Brusque poussée de fièvre régionaliste chez les libéraux et les socialistes wallons. La Communauté française en alerte de niveau 3 : la menace reste » possible et vraisemblable « .
Elle va finir par croire qu’on lui en veut. Qu’on souhaite décidément sa mort. La Communauté française a l’habitude de craindre pour ses vieux jours. Mais cette fois, deux contrats ont été lancés sur sa tête, à partir de deux familles politiques différentes, et non des moindres. Ça commence à sentir le sapin.
Le premier commando à avoir dégainé et ouvert le feu sur l’institution francophone était vêtu de bleu, couleur de la bannière libérale. Il a soigneusement choisi le moment pour frapper : le 18 septembre, veille des fêtes de Wallonie. Deux parlementaires wallons, Pierre-Yves Jeholet et Jean-Luc Crucke, appellent ouvertement à liquider la Fédération Wallonie-Bruxelles dont ils jugent l’utilité douteuse, au profit d’une Région wallonne plus autonome, en pleine possession de ses moyens.
Emoi dans le landerneau politique francophone. On s’interroge sur le mobile précis de l’agression, alors que le duo n’est nullement inquiété au sein même de son propre parti, le MR, pourtant héritier de » la nation francophone » chère à feu Jean Gol.

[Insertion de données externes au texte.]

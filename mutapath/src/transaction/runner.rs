//! The transactional scope protocol.
//!
//! A run goes through these steps in order, and stops at the first failure:
//!
//! 1. The source must exist.
//! 2. The source lock is acquired (if locking is enabled).
//! 3. Caller code edits a [`MutablePath`] view; its final value is the
//!    target.
//! 4. Renaming only: the target is locked and must not exist yet.
//! 5. The filesystem operation runs.
//! 6. The resulting path must exist.
//! 7. The owner is updated to the resulting path.
//!
//! The source lock is released whatever the outcome. On any failure the
//! owner keeps its previous value.

use std::fmt;
use std::io;
use std::path::{Path, PathBuf};
use std::time::Duration;

use crate::config::PathDefaults;
use crate::error::{Error, Operation, PathException, PathFailure, Result};
use crate::lock::LockHandle;
use crate::path::mutable::{MutablePath, OwnerSlot};
use crate::path::normalize::NormalizedPath;
use crate::path::ImmutablePath;

use super::operation::{CopyFile, FileOperation, Move, Rename};

/// Runs a rename, move or copy as a scope over an [`ImmutablePath`].
///
/// # Examples
///
/// ```no_run
/// use mutapath::transaction::{Renames, TransactionRunner};
/// use mutapath::{Error, ImmutablePath};
/// use std::time::Duration;
///
/// let mut path = ImmutablePath::new("/tmp/folder/a.txt");
/// TransactionRunner::renaming()
///     .with_method(Renames)
///     .with_timeout(Duration::from_millis(200))
///     .run(&mut path, |m| {
///         m.set_parent("/tmp/other");
///         Ok::<_, Error>(())
///     })
///     .unwrap();
/// assert_eq!(path, "/tmp/other/a.txt");
/// ```
pub struct TransactionRunner {
    operation: Operation,
    method: Box<dyn FileOperation>,
    lock: bool,
    timeout: Duration,
}

impl TransactionRunner {
    fn new(operation: Operation, method: Box<dyn FileOperation>) -> Self {
        Self {
            operation,
            method,
            lock: true,
            timeout: PathDefaults::current().lock_timeout(),
        }
    }

    /// A renaming scope using [`Rename`].
    #[must_use]
    pub fn renaming() -> Self {
        Self::new(Operation::Renaming, Box::new(Rename))
    }

    /// A moving scope using [`Move`].
    #[must_use]
    pub fn moving() -> Self {
        Self::new(Operation::Moving, Box::new(Move))
    }

    /// A copying scope using [`CopyFile`].
    #[must_use]
    pub fn copying() -> Self {
        Self::new(Operation::Copying, Box::new(CopyFile))
    }

    /// Whether to lock the source (and, when renaming, the target).
    #[must_use]
    pub fn with_lock(mut self, lock: bool) -> Self {
        self.lock = lock;
        self
    }

    /// How long to wait for each lock.
    #[must_use]
    pub fn with_timeout(mut self, timeout: Duration) -> Self {
        self.timeout = timeout;
        self
    }

    /// Replace the filesystem primitive.
    #[must_use]
    pub fn with_method(mut self, method: impl FileOperation + 'static) -> Self {
        self.method = Box::new(method);
        self
    }

    /// The operation this runner performs.
    #[must_use]
    pub fn operation(&self) -> Operation {
        self.operation
    }

    /// Run the scope against `path`.
    ///
    /// # Errors
    ///
    /// Returns a [`PathException`] (converted into `E`) if any step of the
    /// protocol fails, or the error of `f` unchanged. `path` is only updated
    /// on success.
    pub fn run<R, E, F>(&self, path: &mut ImmutablePath, f: F) -> std::result::Result<R, E>
    where
        F: FnOnce(&mut MutablePath) -> std::result::Result<R, E>,
        E: From<Error>,
    {
        let source = path.to_path_buf();
        if !path.exists() {
            log::debug!("{} {}: source does not exist", self.operation, source.display());
            return Err(self.failure(PathFailure::SourceMissing, &source, &source).into());
        }

        if self.lock {
            if let Err(e) = path.lock().acquire(self.timeout) {
                let err = self.lock_failure(e, PathFailure::SourceLockTimeout, &source, &source);
                return Err(err.into());
            }
        }

        let outcome = self.run_scope(path, &source, f);
        if self.lock {
            path.release_lock();
        }
        outcome
    }

    fn run_scope<R, E, F>(
        &self,
        path: &mut ImmutablePath,
        source: &Path,
        f: F,
    ) -> std::result::Result<R, E>
    where
        F: FnOnce(&mut MutablePath) -> std::result::Result<R, E>,
        E: From<Error>,
    {
        let slot = OwnerSlot::new(path);
        let mut view = slot.view();
        let value = match f(&mut view) {
            Ok(value) => value,
            Err(e) => {
                log::debug!("{} {}: scope aborted", self.operation, source.display());
                return Err(e);
            }
        };

        let target = view.normalized().as_path().to_path_buf();
        let produced = self.execute(source, &target)?;
        if !produced.exists() {
            log::debug!(
                "{} {}: result {} is missing",
                self.operation,
                source.display(),
                produced.display()
            );
            return Err(self
                .failure(PathFailure::MissingAfterOperation, &produced, source)
                .into());
        }

        log::debug!(
            "{} {}: committing {}",
            self.operation,
            source.display(),
            produced.display()
        );
        view.set_normalized(NormalizedPath::new(&produced));
        slot.commit(view);
        Ok(value)
    }

    fn execute(&self, source: &Path, target: &Path) -> Result<PathBuf> {
        let _target_lock = self.lock_target(source, target)?;
        if self.operation == Operation::Renaming && target.exists() {
            log::debug!("renaming {}: {} exists", source.display(), target.display());
            return Err(self.failure(PathFailure::TargetExists, target, source));
        }

        log::debug!(
            "{} {} -> {}",
            self.operation,
            source.display(),
            target.display()
        );
        self.method.apply(source, target).map_err(|e| {
            let failure = if e.kind() == io::ErrorKind::AlreadyExists {
                PathFailure::TargetExists
            } else {
                PathFailure::OperationFailed(e)
            };
            self.failure(failure, target, source)
        })
    }

    // The returned handle releases the target lock when dropped. A target
    // whose parent directory does not exist yet cannot be raced for, so it
    // is not locked; the method may still create the directory.
    fn lock_target(&self, source: &Path, target: &Path) -> Result<Option<LockHandle>> {
        if self.operation != Operation::Renaming || !self.lock || !source.is_file() {
            return Ok(None);
        }
        let parent_missing = target
            .parent()
            .filter(|p| !p.as_os_str().is_empty())
            .is_some_and(|p| !p.is_dir());
        if parent_missing {
            log::debug!(
                "renaming {}: not locking {}, its directory does not exist",
                source.display(),
                target.display()
            );
            return Ok(None);
        }

        let lock = LockHandle::soft(target);
        match lock.acquire(self.timeout) {
            Ok(()) => Ok(Some(lock)),
            Err(e) => Err(self.lock_failure(e, PathFailure::TargetLockTimeout, target, source)),
        }
    }

    fn lock_failure(
        &self,
        err: Error,
        on_timeout: PathFailure,
        attempted: &Path,
        fallback: &Path,
    ) -> Error {
        let failure = match err {
            e if e.is_lock_timeout() => on_timeout,
            Error::Io(e) => PathFailure::LockFailed(e),
            other => return other,
        };
        self.failure(failure, attempted, fallback)
    }

    fn failure(&self, failure: PathFailure, attempted: &Path, fallback: &Path) -> Error {
        PathException::new(self.operation, failure, attempted, fallback).into()
    }
}

impl fmt::Debug for TransactionRunner {
    fn fmt(&self, f: &mut fmt::Formatter<'_>) -> fmt::Result {
        f.debug_struct("TransactionRunner")
            .field("operation", &self.operation)
            .field("lock", &self.lock)
            .field("timeout", &self.timeout)
            .finish_non_exhaustive()
    }
}

impl ImmutablePath {
    /// Rename the file behind this path inside a scope.
    ///
    /// Uses [`TransactionRunner::renaming`] with locking and the default
    /// timeout.
    ///
    /// # Errors
    ///
    /// See [`TransactionRunner::run`].
    ///
    /// # Examples
    ///
    /// ```no_run
    /// use mutapath::{Error, ImmutablePath};
    ///
    /// let mut path = ImmutablePath::new("/home/doe/folder/a.txt");
    /// path.renaming(|m| {
    ///     m.set_stem("b");
    ///     Ok::<_, Error>(())
    /// })
    /// .unwrap();
    /// assert_eq!(path, "/home/doe/folder/b.txt");
    /// ```
    pub fn renaming<R, E, F>(&mut self, f: F) -> std::result::Result<R, E>
    where
        F: FnOnce(&mut MutablePath) -> std::result::Result<R, E>,
        E: From<Error>,
    {
        TransactionRunner::renaming().run(self, f)
    }

    /// Move the file or directory behind this path inside a scope.
    ///
    /// # Errors
    ///
    /// See [`TransactionRunner::run`].
    pub fn moving<R, E, F>(&mut self, f: F) -> std::result::Result<R, E>
    where
        F: FnOnce(&mut MutablePath) -> std::result::Result<R, E>,
        E: From<Error>,
    {
        TransactionRunner::moving().run(self, f)
    }

    /// Copy the file behind this path inside a scope; the binding then
    /// points at the copy.
    ///
    /// # Errors
    ///
    /// See [`TransactionRunner::run`].
    pub fn copying<R, E, F>(&mut self, f: F) -> std::result::Result<R, E>
    where
        F: FnOnce(&mut MutablePath) -> std::result::Result<R, E>,
        E: From<Error>,
    {
        TransactionRunner::copying().run(self, f)
    }
}

#[cfg(test)]
mod tests {
    use super::*;
    use std::fs;
    use tempfile::tempdir;

    type TestResult = std::result::Result<(), Error>;

    const SHORT: Duration = Duration::from_millis(100);

    #[test]
    fn test_defaults() {
        let runner = TransactionRunner::renaming();
        assert_eq!(runner.operation(), Operation::Renaming);
        assert!(runner.lock);
        assert_eq!(runner.timeout, Duration::from_secs(1));
    }

    #[test]
    fn test_timeout_follows_thread_defaults() {
        PathDefaults::update(|d| d.lock_timeout_ms = 250);
        let runner = TransactionRunner::copying();
        PathDefaults::reset();
        assert_eq!(runner.timeout, Duration::from_millis(250));
    }

    #[test]
    fn test_renaming_releases_source_lock() {
        let dir = tempdir().unwrap();
        let source = dir.path().join("a.txt");
        fs::write(&source, "a").unwrap();

        let mut path = ImmutablePath::new(&source);
        path.renaming(|m| -> TestResult {
            assert!(dir.path().join("a.txt.lock").exists());
            m.set_stem("b");
            Ok(())
        })
        .unwrap();

        assert_eq!(path, dir.path().join("b.txt"));
        assert!(!dir.path().join("a.txt.lock").exists());
        assert!(!dir.path().join("b.txt.lock").exists());
    }

    #[test]
    fn test_scope_error_releases_lock_and_keeps_owner() {
        let dir = tempdir().unwrap();
        let source = dir.path().join("a.txt");
        fs::write(&source, "a").unwrap();

        let mut path = ImmutablePath::new(&source);
        let result = path.renaming(|m| -> TestResult {
            m.set_stem("b");
            Err(Error::InvalidArgument {
                argument: "b".to_string(),
                reason: "rejected".to_string(),
            })
        });

        assert!(result.unwrap_err().is_invalid_argument());
        assert_eq!(path, source);
        assert!(source.exists());
        assert!(!dir.path().join("a.txt.lock").exists());
    }

    #[test]
    fn test_operation_failure_is_reported() {
        let dir = tempdir().unwrap();
        let source = dir.path().join("a.txt");
        fs::write(&source, "a").unwrap();

        let mut path = ImmutablePath::new(&source);
        let err = TransactionRunner::renaming()
            .with_method(|_: &Path, _: &Path| -> io::Result<PathBuf> {
                Err(io::Error::new(io::ErrorKind::PermissionDenied, "denied"))
            })
            .run(&mut path, |m| -> TestResult {
                m.set_stem("b");
                Ok(())
            })
            .unwrap_err();

        match err {
            Error::Path(PathException {
                failure: PathFailure::OperationFailed(e),
                ..
            }) => assert_eq!(e.kind(), io::ErrorKind::PermissionDenied),
            other => panic!("unexpected error: {other}"),
        }
        assert_eq!(path, source);
    }

    #[test]
    fn test_missing_result_is_reported() {
        let dir = tempdir().unwrap();
        let source = dir.path().join("a.txt");
        fs::write(&source, "a").unwrap();

        let mut path = ImmutablePath::new(&source);
        let err = TransactionRunner::copying()
            .with_method(|_: &Path, target: &Path| -> io::Result<PathBuf> {
                Ok(target.to_path_buf())
            })
            .run(&mut path, |m| -> TestResult {
                m.set_stem("b");
                Ok(())
            })
            .unwrap_err();

        assert!(matches!(
            err,
            Error::Path(PathException {
                failure: PathFailure::MissingAfterOperation,
                ..
            })
        ));
        assert_eq!(path, source);
    }

    #[test]
    fn test_custom_error_type() {
        #[derive(Debug)]
        enum AppError {
            Path(Error),
        }

        impl From<Error> for AppError {
            fn from(e: Error) -> Self {
                Self::Path(e)
            }
        }

        let mut path = ImmutablePath::new("/definitely/not/here.txt");
        let err = path
            .moving(|_| -> std::result::Result<(), AppError> { Ok(()) })
            .unwrap_err();
        let AppError::Path(inner) = err;
        assert!(inner.is_path_exception());
    }

    #[test]
    fn test_lock_io_error_becomes_path_exception() {
        let runner = TransactionRunner::renaming();
        let io_err = io::Error::new(io::ErrorKind::PermissionDenied, "denied");
        let err = runner.lock_failure(
            Error::Io(io_err),
            PathFailure::SourceLockTimeout,
            Path::new("/a.txt"),
            Path::new("/a.txt"),
        );
        match err {
            Error::Path(PathException {
                operation: Operation::Renaming,
                failure: PathFailure::LockFailed(e),
                ..
            }) => assert_eq!(e.kind(), io::ErrorKind::PermissionDenied),
            other => panic!("unexpected error: {other}"),
        }
    }

    #[test]
    fn test_target_in_missing_directory_is_not_locked() {
        let dir = tempdir().unwrap();
        let source = dir.path().join("a.txt");
        fs::write(&source, "a").unwrap();

        let lock = TransactionRunner::renaming()
            .lock_target(&source, &dir.path().join("new/a.txt"))
            .unwrap();
        assert!(lock.is_none());
        assert!(!dir.path().join("new").exists());
    }

    #[test]
    fn test_debug_output() {
        let debug = format!("{:?}", TransactionRunner::moving().with_lock(false));
        assert!(debug.contains("Moving"));
        assert!(debug.contains("lock: false"));
    }
}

Non pas que tous les libéraux applaudissent ce coup d’éclat. Mais aucun n’a de mots durs à l’égard des deux francs-tireurs régionalistes.
Un mois plus tard, seconde salve en direction de la même cible. Cette fois, ils sont trois à flinguer la Communauté française. Encore des parlementaires wallons, qui opèrent aussi à visage découvert. Le trio porte la casaque socialiste. Christophe Collignon, Pierre-Yves Dermagne et Nicolas Martin ont à leur tour frappé. Grosso modo, c’est la même volonté d’en finir avec une institution francophone qui nuirait aux intérêts et à l’épanouissement de la Wallonie.
Nouvelle commotion. Et un flot d’interrogations après cette double sortie fracassante et quasi simultanée qui présente plus d’un trait commun. Le modus operandi a été identique : l’emploi de la carte blanche publiée par voie de presse. Qu’ils soient socialistes ou libéraux, ceux qui sont sortis du bois n’ont rien de briscards attardés du combat régionaliste. Sans avoir la carrure des ténors habilités à commanditer les coups de main, ils ne sont plus des seconds couteaux : parmi les assaillants figurent Jeholet et Collignon, deux chefs de groupe au parlement wallon. Pas rien. Et si au MR comme au PS, les sommets des partis ne couvrent pas officiellement de tels actes, ils ne les désavouent pas non plus.
Les coups ainsi portés depuis deux fronts différents secouent l’institution francophone. La simultanéité des offensives et la puissance de feu des deux principaux partis francophones d’où sont venues les attaques, font craindre le pire.
Le mobile de ces régionalistes wallons, fiers de l’être et de le proclamer, glace les francophones qui restent partisans du maintien de l’union forte et indéfectible entre Wallons et Bruxellois. Certes, ceux qui déclarent vouloir la perte de la Communauté française jurent n’avoir que des intentions pures : c’est par souci de cohérence et de simplification qu’ils songent à rayer la Fédération Wallonie-Bruxelles de la carte institutionnelle, plus précisément à la dépecer de ses compétences, enseignement, culture, RTBF, pour les faire passer dans le giron de la Wallonie. C’est par volonté d’efficacité qu’ils disent vouloir se débarrasser d’un niveau de pouvoir jugé énergivore, budgétivore.
Ceux qui s’accrochent à cette Communauté française iraient à contre-courant de l’histoire et d’un fédéralisme mature. L’avenir est aux Régions : wallonne, flamande, bruxelloise, germanophone. Lentement mais sûrement, Wallons et Bruxellois vivent leur vie, en empruntant des chemins différents. Il serait bon et sain de prendre de la distance pour mieux se retrouver sous une coupole allégée qui maintienne l’indispensable solidarité entre francophones.
L’argument ne percute pas chez tout le monde. Alors que le ministre-président de la FWB, Rudy Demotte (PS), gardait son sang-froid et invitait au calme, le sang de Joëlle Milquet (CDH) ne fait qu’un tour : quel cadeau à la N-VA que d’offrir ce spectacle de la désunion intra-francophone, s’indigne la bouillante ministre francophone de l’Enseignement.
Bart-la-Menace ? Le 11 juillet, jour de la fête flamande, le président des nationalistes flamands confiait à la presse ses préférences : » Le mieux est encore d’attendre que les Wallons demandent eux-mêmes plus d’autonomie. » Voilà, c’est fait.